Di fatto l’applicazione del contratto a chiamata è un escamotage per legalizzare il lavoro nero.
Ridurre le ore e i ritmi di lavoro consentirebbe più occupazione e minore evasione Inps.
I ritmi incessanti e senza soluzione di continuità sono la principale causa di malattie professionali ed infortuni. Lavorare meno e lavorare tutti, significa anche porre lo sguardo e l’attenzione verso quei lavoratori autoctoni spazzati via e sostituiti dall’ondata di nuovi schiavi provenienti principalmente dall’Est europeo.
Il paradigma riconoscimento ed applicazione del CCN uguale ripristino della legalità pone il problema dell’entrata in scena di un nuovo soggetto che si è affacciato nel panorama dell’economia turistica:la criminalità organizzata. Attraverso il lavoro delle agenzie di reclutamento, la criminalità organizzata piazza ogni stagione sul mercato del lavoro mano d’opera non specializzata a bassissimo costo proveniente dai paesi neocomunitari, utilizzando l’estorsione come di ricatto nei confronti di lavoratori che rappresentano la fascia più debole e di conseguenza più vulnerabile.
Le agenzie di reclutamento, hanno sostituito il lavoro del Centro per l’impiego: il punto è che chiedere somme ingenti di denaro in cambio di un lavoro è illegale.
Ottenere il rispetto del contratto collettivo nazionale azzererebbe ogni forma di illegalità.

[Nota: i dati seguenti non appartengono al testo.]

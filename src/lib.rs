pub mod config;
pub mod events;
pub mod fetch;
pub mod grid;
pub mod ics;
pub mod table;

Ma oggi profitto illegale e lavoro illegale stanno in un rapporto di interdipendenza. Perciò lo sfruttamento è strutturale e funzionale a questo tipo di economia turistica, che da sempre, per mantenere competitività sul mercato ha bisogno di abbassare i costi del lavoro e di incentivare il lavoro sommerso.
Ma quale tipo di risposta in termini di qualità e riqualificazione è in grado di dare l’economia turistica se utilizza mano d’opera sfruttata? Chi sono i buoni e i cattivi?! La vecchia frase "rispettino le regole" non la si può pronunciare per gli albergatori?
E infine possiamo parlare di democrazia o tacciare qualcuno di violenza, se questo modello economico decide ed impone la riduzione in schiavitù delle persone? Ci sembra che rispetto a queste domande a parte pochi, tutti gli altri non solo non sanno rispondere ma si nascondono dietro il solito ritornello delle poche mele marce.